START DATA PROVIDED

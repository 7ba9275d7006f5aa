//! Configuration view and validation commands, `foreman config`.

use anyhow::{Context, Result};

use foreman::config::{ForemanConfig, ForemanToml};

use crate::ConfigCommands;

fn print_sections(toml: &ForemanToml) {
    println!("[agent]");
    println!("  command = \"{}\"", toml.agent_cmd());
    if !toml.agent.args.is_empty() {
        println!("  args = {:?}", toml.agent.args);
    }
    println!("  request_timeout_secs = {}", toml.agent.request_timeout_secs);
    println!("  turn_timeout_secs = {}", toml.agent.turn_timeout_secs);
    if let Some(model) = &toml.agent.model {
        println!("  model = \"{}\"", model);
    }
    println!();

    println!("[gateway]");
    println!("  enabled = {}", toml.gateway_enabled());
    println!("  allowlist = {:?}", toml.gateway.allowlist);
    if !toml.gateway.deny_patterns.is_empty() {
        println!("  deny_patterns = {:?}", toml.gateway.deny_patterns);
    }
    println!("  max_concurrent = {}", toml.gateway.max_concurrent);
    println!(
        "  per_task_max_concurrent = {}",
        toml.gateway.per_task_max_concurrent
    );
    println!("  timeout_secs = {}", toml.gateway.timeout_secs);
    println!("  audit_retention = {}", toml.gateway.audit_retention);
    println!();

    println!("[merge_queue]");
    println!("  main_branch = \"{}\"", toml.merge_queue.main_branch);
    println!("  remote = \"{}\"", toml.merge_queue.remote);
    println!();

    println!("[scheduler]");
    println!("  tick_secs = {}", toml.scheduler.tick_secs);
    println!("  stale_task_secs = {}", toml.scheduler.stale_task_secs);
    for (job, secs) in &toml.scheduler.intervals {
        println!("  intervals.{} = {}", job, secs);
    }
    println!();

    println!("[orchestrator]");
    println!(
        "  max_fix_iterations = {}",
        toml.orchestrator.max_fix_iterations
    );
    println!(
        "  quality_threshold = {}",
        toml.orchestrator.quality_threshold
    );
    println!("  auto_commit = {}", toml.orchestrator.auto_commit);
    println!("  open_pr = {}", toml.orchestrator.open_pr);
    println!("  review_rounds = {}", toml.orchestrator.review_rounds);
    println!("  base_branch = \"{}\"", toml.orchestrator.base_branch);
    println!("  branch_prefix = \"{}\"", toml.orchestrator.branch_prefix);
    println!();

    println!("[verify]");
    if toml.verify.commands.is_empty() {
        println!("  (no verification commands; every phase passes verification)");
    }
    for command in &toml.verify.commands {
        println!("  {}", command.join(" "));
    }
    println!();
}

pub fn cmd_config(config: &ForemanConfig, command: Option<ConfigCommands>) -> Result<()> {
    let config_path = config.config_file();

    match command {
        None | Some(ConfigCommands::Show) => {
            println!();
            println!("Foreman Configuration");
            println!("=====================");
            println!();
            if config_path.exists() {
                println!("Config file: {}", config_path.display());
            } else {
                println!("No foreman.toml found at {}", config_path.display());
                println!("Using default configuration.");
            }
            println!();
            // Environment overrides are already folded into agent_cmd and
            // gateway_enabled.
            print_sections(&config.toml);
            if !config_path.exists() {
                println!("Run 'foreman config init' to create a foreman.toml file.");
                println!();
            }
        }
        Some(ConfigCommands::Validate) => {
            println!();
            println!("Validating configuration...");
            println!();

            if !config_path.exists() {
                println!("No foreman.toml found. Using defaults (valid).");
                return Ok(());
            }

            let toml = ForemanToml::load(&config_path)?;
            let warnings = toml.validate();
            if warnings.is_empty() {
                println!("Configuration is valid.");
            } else {
                println!("Configuration warnings:");
                for warning in warnings {
                    println!("  - {}", warning);
                }
            }
            println!();
        }
        Some(ConfigCommands::Init) => {
            if config_path.exists() {
                println!("foreman.toml already exists at {}", config_path.display());
                println!("Delete it first to regenerate the defaults.");
                return Ok(());
            }
            std::fs::create_dir_all(&config.state_dir)
                .context("Failed to create state directory")?;
            ForemanToml::default().save(&config_path)?;
            println!("Created {}", config_path.display());
        }
    }
    Ok(())
}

END DATA PROVIDED

▶ [TASK DIRECTIONS] Only one number is wanted: how many lines in the records above contain the string "intervals".

▶ [WRITTEN ANSWER] 2